Moreover, the above mentioned paper by David M. Lin et al. demonstrates that the scan sensitivity, given a fixed number of total steps, improves of 3 dB each time the duration of an elementary step is doubled.
It has been observed that the coherent integration technique reduces the elementary band covered by the work scan (band which, according to the Nyquist theorem, is therefore halved each time the coherent time is doubled) and therefore it is subjected, when the correctness assumption of frequency fails, and given an initial determined uncertainty, to the scan of a greater number of potential bins and to a total typical greater time.

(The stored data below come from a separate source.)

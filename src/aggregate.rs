use crate::record::KeystrokeRecord;
use std::borrow::Borrow;
use std::collections::{BTreeMap, HashMap};
use std::hash::Hash;
use strum::IntoEnumIterator;
use strum_macros::{Display, EnumIter};

/// Insertion-ordered counter.
///
/// Iteration follows first-insertion order, and [`Tally::most_common`] uses a
/// stable sort so equal counts keep that order.
#[derive(Debug, Clone)]
pub struct Tally<K> {
    index: HashMap<K, usize>,
    entries: Vec<(K, u64)>,
}

impl<K> Default for Tally<K> {
    fn default() -> Self {
        Self {
            index: HashMap::new(),
            entries: Vec::new(),
        }
    }
}

impl<K: Eq + Hash + Clone> Tally<K> {
    pub fn new() -> Self {
        Self::default()
    }

    pub fn increment(&mut self, key: K) {
        self.add(key, 1);
    }

    pub fn add(&mut self, key: K, n: u64) {
        match self.index.get(&key) {
            Some(&i) => self.entries[i].1 += n,
            None => {
                self.index.insert(key.clone(), self.entries.len());
                self.entries.push((key, n));
            }
        }
    }

    pub fn get<Q>(&self, key: &Q) -> u64
    where
        K: Borrow<Q>,
        Q: Hash + Eq + ?Sized,
    {
        self.index.get(key).map_or(0, |&i| self.entries[i].1)
    }

    pub fn len(&self) -> usize {
        self.entries.len()
    }

    pub fn is_empty(&self) -> bool {
        self.entries.is_empty()
    }

    /// Sum of all counts.
    pub fn total(&self) -> u64 {
        self.entries.iter().map(|(_, n)| n).sum()
    }

    pub fn iter(&self) -> impl Iterator<Item = (&K, u64)> {
        self.entries.iter().map(|(k, n)| (k, *n))
    }

    /// Entries sorted by descending count; ties keep insertion order.
    pub fn most_common(&self) -> Vec<(&K, u64)> {
        let mut sorted: Vec<_> = self.iter().collect();
        sorted.sort_by(|a, b| b.1.cmp(&a.1));
        sorted
    }
}

/// Identity of a row in the frequency table.
#[derive(Debug, Clone, PartialEq, Eq, Hash, PartialOrd, Ord)]
pub struct PairKey {
    pub key_name: String,
    pub key_code: String,
}

impl PairKey {
    pub fn new(key_name: &str, key_code: &str) -> Self {
        Self {
            key_name: key_name.to_string(),
            key_code: key_code.to_string(),
        }
    }
}

pub type FrequencyCounter = Tally<PairKey>;

/// Case variant of an n-gram sample. `Literal` keeps the character as typed,
/// `Upper` folds ASCII `a`..=`z` to upper case and leaves everything else alone.
#[derive(Debug, Clone, Copy, PartialEq, Eq, Hash, PartialOrd, Ord, Display, EnumIter)]
pub enum CaseFold {
    #[strum(serialize = "cs")]
    Literal,
    #[strum(serialize = "ci")]
    Upper,
}

impl CaseFold {
    pub fn apply(self, ch: char) -> char {
        match self {
            CaseFold::Literal => ch,
            CaseFold::Upper if ch.is_ascii_lowercase() => ch.to_ascii_uppercase(),
            CaseFold::Upper => ch,
        }
    }

    pub fn is_uppercase(self) -> bool {
        self == CaseFold::Upper
    }
}

#[derive(Debug, Clone, Copy, PartialEq, Eq, Hash, PartialOrd, Ord)]
pub struct NgramKey {
    pub length: usize,
    pub fold: CaseFold,
}

impl NgramKey {
    pub fn new(length: usize, fold: CaseFold) -> Self {
        Self { length, fold }
    }
}

/// Character samples per (length, case variant).
#[derive(Debug, Clone, Default)]
pub struct NgramTable {
    tables: BTreeMap<NgramKey, Tally<char>>,
}

impl NgramTable {
    pub fn new() -> Self {
        Self::default()
    }

    pub fn get(&self, key: NgramKey) -> Option<&Tally<char>> {
        self.tables.get(&key)
    }

    pub fn get_or_insert(&mut self, key: NgramKey) -> &mut Tally<char> {
        self.tables.entry(key).or_default()
    }

    pub fn len(&self) -> usize {
        self.tables.len()
    }

    pub fn is_empty(&self) -> bool {
        self.tables.is_empty()
    }

    /// Tables in key order: by length, then `Literal` before `Upper`.
    pub fn iter(&self) -> impl Iterator<Item = (&NgramKey, &Tally<char>)> {
        self.tables.iter()
    }
}

/// Records one keystroke in both statistics.
///
/// Every record bumps its (key name, key code) pair. Single-character key names
/// are also sampled into the length-1 n-gram tables, once per case variant.
pub fn observe(record: &KeystrokeRecord, counter: &mut FrequencyCounter, ngrams: &mut NgramTable) {
    counter.increment(PairKey::new(record.key_name(), record.key_code()));

    let mut chars = record.key_name().chars();
    if let (Some(ch), None) = (chars.next(), chars.next()) {
        for fold in CaseFold::iter() {
            ngrams
                .get_or_insert(NgramKey::new(1, fold))
                .increment(fold.apply(ch));
        }
    }
}

/// Owner of the run-wide statistics.
#[derive(Debug, Default)]
pub struct Aggregator {
    counter: FrequencyCounter,
    ngrams: NgramTable,
    records: u64,
}

impl Aggregator {
    pub fn new() -> Self {
        Self::default()
    }

    pub fn observe(&mut self, record: &KeystrokeRecord) {
        observe(record, &mut self.counter, &mut self.ngrams);
        self.records += 1;
    }

    pub fn counter(&self) -> &FrequencyCounter {
        &self.counter
    }

    pub fn ngrams(&self) -> &NgramTable {
        &self.ngrams
    }

    pub fn records(&self) -> u64 {
        self.records
    }

    pub fn into_parts(self) -> (FrequencyCounter, NgramTable) {
        (self.counter, self.ngrams)
    }
}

Moreover, it has been observed that the coherent integration cannot be directly used in the Hot/Warm start state because when the searched frequency is outside the work bin, due to a prediction error, the dynamics of the receiving apparatus, or the drift of the local oscillator, would make the receiving apparatus vulnerable to alias phenomena. In other words, the satellite signals transmitted would not be hooked and tracked but instead, the replications generated by the side lobes of the spectrum itself would be the ones which fall in the search band. Such side lobes, although weaker than the main lobe signal (typically 30 dB for a GNSS), can be practically acquired by high sensitivity scans performed on erroneous bands and at the end will be erroneously detected as a main lobe to be tracked with consequent frequency and position errors.